Brutal tragedy turns into
story of healing
October 9, 2006 12:15 am
Doctors listed Kathy Stein’s
condition as critical.
The next 24 or 48 hours would be
crucial. She had suffered arterial bleeding from a single bullet
fired from a .25-caliber handgun and was sent from Mission Hospitals
to Presbyterian Hospital in Charlotte for advanced treatment.
While she fought for life, her
attacker, Jerrell Bowman, 13, fled the scene and wondered what
happened to the woman they’d stopped.
Had he really shot her? He wasn’t
certain, he later testified. She drove off so fast after the gun
fired that he figured he must have missed.
On the school bus, a day after the
shooting, the wide-eyed child with a questionable IQ asked the bus
monitor at the Cooperative Learning Center, Gail Guzman, if she’d
heard anything on the news about a lady getting shot on Livingston
Street.
Yes, a lady had been shot and her
condition was critical, Guzman said.
Guzman later testified she’d heard
Bowman and Christopher Nelson, 15, plotting the crime, but she had
dismissed it as kids messing around.
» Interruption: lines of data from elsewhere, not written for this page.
//! Port interfaces (traits) for external systems
//!
//! These traits define the boundaries between the application
//! and infrastructure layers.

pub mod config;
pub mod download;
pub mod recorder;
pub mod surface;
pub mod transcoder;

// Re-export common types
pub use config::ConfigStore;
pub use download::{DownloadError, DownloadSink};
pub use recorder::{
    ChunkRecorder, RecorderEvent, RecorderEventSender, RecorderEvents, RecorderFactory,
    RecorderOptions, RecordingError,
};
pub use surface::{CaptureError, CaptureSurface, MediaStream, SurfaceLocator};
pub use transcoder::{TranscodeError, Transcoder};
She said she reported what she
heard to the bus driver.
She gave the following account of
what she heard:
“Chris asked Jerrell, ‘Let’s rob
someobody.’ Jerrell said, ‘OK,’ and Chris said, ‘I have a gun,’ and
Jerrell said, ‘I’ll kill them.’ ”
Kids on the bus “say a lot of
different things and you don’t always take them seriously …,” she
said. “I didn’t know if Chris was just talking or if he really had a
gun.”
Coming back
Two and a half days after the
shooting, Stein regained consciousness. It was 4 a.m. on the first
day of spring.
“My only memory,” she said of the
days before awakening, “is occasionally being aware of the sound of
the respirator clicking and puffing air into my lungs. Occasionally,
I’d see the ceiling tiles above the bed swirling around.”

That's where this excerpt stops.